As Christopher Caldwell wrote in an article on Haiti two years ago in The American Spectator, prior to Aristide's return: "The sanctions do not harm the army at all -- if anything, they foster a new and necessary contraband mafia, which the army takes part in and taxes. And in the name of saving lives, the embargo kills Haitians at the rate of at least a thousand a month, according to research by the Harvard Center for Population and Development Studies."

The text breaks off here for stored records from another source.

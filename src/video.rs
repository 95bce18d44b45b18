use crate::config::VideoConfig;
use crate::http::UpstreamClient;
use crate::throttle::RequestThrottler;
use crate::types::CatalogEntry;
use crate::urls::absolutize;
use crate::Result;
use serde::Deserialize;
use std::sync::Arc;
use tracing::{debug, info};

/// An audio-track/translation option offered by a playable source
#[derive(Debug, Clone, PartialEq, Eq)]
pub struct Translation {
    pub id: i64,
    pub title: String,
    pub episode_count: u32,
}

/// A playable source resolved from the video-hosting search API.
///
/// `player_url` is always absolute https; consumers build the final
/// embeddable URL with [`SourceDescriptor::embed_url`].
#[derive(Debug, Clone, PartialEq, Eq)]
pub struct SourceDescriptor {
    pub player_url: String,
    pub translations: Vec<Translation>,
    pub episode_count: u32,
}

impl SourceDescriptor {
    /// Embeddable player URL for one episode and, optionally, one
    /// translation.
    pub fn embed_url(&self, episode: u32, translation_id: Option<i64>) -> String {
        let sep = if self.player_url.contains('?') { '&' } else { '?' };
        let mut url = format!("{}{sep}episode={episode}", self.player_url);
        if let Some(id) = translation_id {
            url.push_str(&format!("&translation_id={id}"));
        }
        url
    }
}

#[derive(Debug, Deserialize)]
struct RawSearchResponse {
    #[serde(default)]
    results: Vec<RawSearchResult>,
}

#[derive(Debug, Deserialize)]
struct RawSearchResult {
    #[serde(default)]
    link: Option<String>,
    #[serde(default)]
    episodes_count: Option<u32>,
    #[serde(default)]
    translation: Option<RawTranslation>,
}

#[derive(Debug, Deserialize)]
struct RawTranslation {
    id: i64,
    #[serde(default)]
    title: String,
}

/// Finds a playable video source for a catalog entry.
///
/// Lookup parameters are tried in priority order — the entry's catalog id,
/// then its localized title, then the original title, then each alternate
/// title — stopping at the first attempt that yields a result with a player
/// link. "Not found" is a normal outcome (`Ok(None)`), never an error; an
/// attempt that fails upstream is logged and counts as a miss for that
/// attempt only.
pub struct VideoSourceResolver {
    config: VideoConfig,
    client: UpstreamClient,
    throttler: Arc<RequestThrottler>,
}

impl VideoSourceResolver {
    pub fn new(config: VideoConfig) -> Self {
        Self {
            client: UpstreamClient::new(config.base_url.clone(), &config.user_agent, config.retry),
            throttler: Arc::new(RequestThrottler::new(config.min_interval)),
            config,
        }
    }

    pub async fn find_playable_source(
        &self,
        entry: &CatalogEntry,
    ) -> Result<Option<SourceDescriptor>> {
        if let Some(source) = self.attempt("external id", &[("shikimori_id", &entry.id.to_string())]).await {
            return Ok(Some(source));
        }

        let titles = std::iter::once(entry.localized_title.as_str())
            .chain(std::iter::once(entry.title.as_str()))
            .chain(entry.alt_titles.iter().map(String::as_str))
            .filter(|t| !t.is_empty());
        for title in titles {
            debug!("Searching playable source by title: {title}");
            if let Some(source) = self.attempt("title", &[("title", title)]).await {
                return Ok(Some(source));
            }
        }

        info!("No playable source found for anime {}", entry.id);
        Ok(None)
    }

    /// One throttled search attempt; upstream errors count as a miss
    async fn attempt(&self, what: &str, params: &[(&str, &str)]) -> Option<SourceDescriptor> {
        let mut query: Vec<(&str, &str)> = vec![
            ("token", self.config.token.as_str()),
            ("with_episodes", "true"),
            ("with_material_data", "true"),
        ];
        query.extend_from_slice(params);

        let call = self.client.get_json_with_params::<RawSearchResponse>("/search", &query);
        match self.throttler.schedule(call).await {
            Ok(response) => self.descriptor_from(response),
            Err(e) => {
                debug!("Video search by {what} failed: {e}");
                None
            }
        }
    }

    fn descriptor_from(&self, response: RawSearchResponse) -> Option<SourceDescriptor> {
        let player_url = response
            .results
            .iter()
            .find_map(|r| r.link.as_deref())
            .map(|link| absolutize(&self.config.base_url, link))?;

        let mut translations: Vec<Translation> = Vec::new();
        let mut episode_count = 0;
        for result in &response.results {
            episode_count = episode_count.max(result.episodes_count.unwrap_or(0));
            if let Some(ref t) = result.translation {
                if translations.iter().all(|known| known.id != t.id) {
                    translations.push(Translation {
                        id: t.id,
                        title: t.title.clone(),
                        episode_count: result.episodes_count.unwrap_or(0),
                    });
                }
            }
        }

        Some(SourceDescriptor {
            player_url,
            translations,
            episode_count,
        })
    }
}
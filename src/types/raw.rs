//! Raw upstream JSON shapes.
//!
//! Deliberately lenient: every field the normalization step does not read is
//! ignored, and anything the upstream is known to omit or mistype is an
//! `Option` or an untagged enum. Schema drift shows up as `None`, not as a
//! deserialization failure.

use serde::Deserialize;

/// The upstream serves `image` either as the four-variant object or, on some
/// endpoints, as a bare URL string.
#[derive(Debug, Clone, Deserialize)]
#[serde(untagged)]
pub enum RawImage {
    Url(String),
    Sizes(RawImageSizes),
}

#[derive(Debug, Clone, Default, Deserialize)]
pub struct RawImageSizes {
    pub original: Option<String>,
    pub preview: Option<String>,
    pub x96: Option<String>,
    pub x48: Option<String>,
}

impl RawImage {
    /// Flatten the string/object duality into the four size slots; a bare
    /// string counts for every slot.
    pub fn sizes(&self) -> RawImageSizes {
        match self {
            Self::Url(url) => RawImageSizes {
                original: Some(url.clone()),
                preview: Some(url.clone()),
                x96: Some(url.clone()),
                x48: Some(url.clone()),
            },
            Self::Sizes(sizes) => sizes.clone(),
        }
    }
}

/// Scores arrive as strings ("8.21", "0") but have been observed as numbers
#[derive(Debug, Clone, Deserialize)]
#[serde(untagged)]
pub enum RawScore {
    Text(String),
    Number(f64),
}

impl RawScore {
    pub fn as_text(&self) -> String {
        match self {
            Self::Text(s) => s.clone(),
            Self::Number(n) => n.to_string(),
        }
    }
}

#[derive(Debug, Clone, Deserialize)]
pub struct RawGenre {
    pub id: i64,
    #[serde(default)]
    pub name: String,
    #[serde(default)]
    pub russian: Option<String>,
}

#[derive(Debug, Clone, Deserialize)]
pub struct RawStudio {
    pub id: i64,
    #[serde(default)]
    pub name: String,
}

#[derive(Debug, Clone, Deserialize)]
pub struct RawScreenshot {
    #[serde(default)]
    pub original: Option<String>,
    #[serde(default)]
    pub preview: Option<String>,
}

/// One record from `/animes`, `/animes/{id}` or `/animes/{id}/similar`
#[derive(Debug, Clone, Deserialize)]
pub struct RawAnime {
    pub id: i64,
    #[serde(default)]
    pub name: Option<String>,
    #[serde(default)]
    pub russian: Option<String>,
    #[serde(default)]
    pub english: Option<Vec<Option<String>>>,
    #[serde(default)]
    pub image: Option<RawImage>,
    #[serde(default)]
    pub kind: Option<String>,
    #[serde(default)]
    pub status: Option<String>,
    #[serde(default)]
    pub episodes: Option<u32>,
    #[serde(default)]
    pub episodes_aired: Option<u32>,
    #[serde(default)]
    pub aired_on: Option<String>,
    #[serde(default)]
    pub score: Option<RawScore>,
    #[serde(default)]
    pub description_html: Option<String>,
    #[serde(default)]
    pub genres: Option<Vec<RawGenre>>,
    #[serde(default)]
    pub studios: Option<Vec<RawStudio>>,
    #[serde(default)]
    pub screenshots: Option<Vec<RawScreenshot>>,
}

/// `/animes/{id}/franchise` response; only the nodes matter here
#[derive(Debug, Clone, Deserialize)]
pub struct RawFranchise {
    #[serde(default)]
    pub nodes: Option<Vec<RawFranchiseNode>>,
}

#[derive(Debug, Clone, Deserialize)]
pub struct RawFranchiseNode {
    pub id: i64,
    #[serde(default)]
    pub name: String,
    #[serde(default)]
    pub image_url: Option<String>,
    #[serde(default)]
    pub kind: Option<String>,
    #[serde(default)]
    pub year: Option<i32>,
    /// Epoch seconds, used when `year` is absent
    #[serde(default)]
    pub date: Option<i64>,
}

Moreover, the country's export-oriented light manufacturing sector -- much of it in garments -- was essentially destroyed by the embargo. The number of industrial jobs fell from more than 150,000 in 1990 to fewer than 10,000 by 1995, and most of those losses came as foreign companies, including 200 from the United States, left as a result of the embargo. They went to Guatemala, Honduras and other developing countries. And when they left, the jobs left, too -- many of them for good.
Neither did Aristide's 1994 return bolster the country's economy. Despite massive infusions of aid, policymaking virtually ground to a halt as squabbles broke out in the disorganized, fledgling goverment. The planned privatization of Haiti's nine state enterprises stalled, the ruling Organisation Politique Lavalas has been unable to disburse aid effectively, and corruption is said to be rampant. Arguments over economic policy finally led to the resignation of the prime minister, Smarck Michel, in October 1995.
In fact, the lack of commitment to economic reform has dampened aid from international organizations, and urgently-needed private foreign investment is only coming back slowly. Unemployment is running at a brutal 80 percent. And Aristide's successor, Rene Preval, admitted at his inauguration that Haiti was on the brink of bankruptcy as a result of corrupt public officials and low tax returns.
The lessons of Haiti might well be applied to the case of Myanmar, as the threat of sanctions increases. Having failed to restore democracy -- while creating a severely damaged economy -- would sanctions have a different effect in Myanmar?
"The problem is that the SLORC is not going to bow to pressure," said one analyst. "They're a military government -- they'll put the country on a war footing if they have to. And Suu Kyi is intransigent in her opposition to investment. The standoff could continue for years. So the question is, what happens to the people if the country becomes an economic battleground? But no one seem to be thinking that far ahead."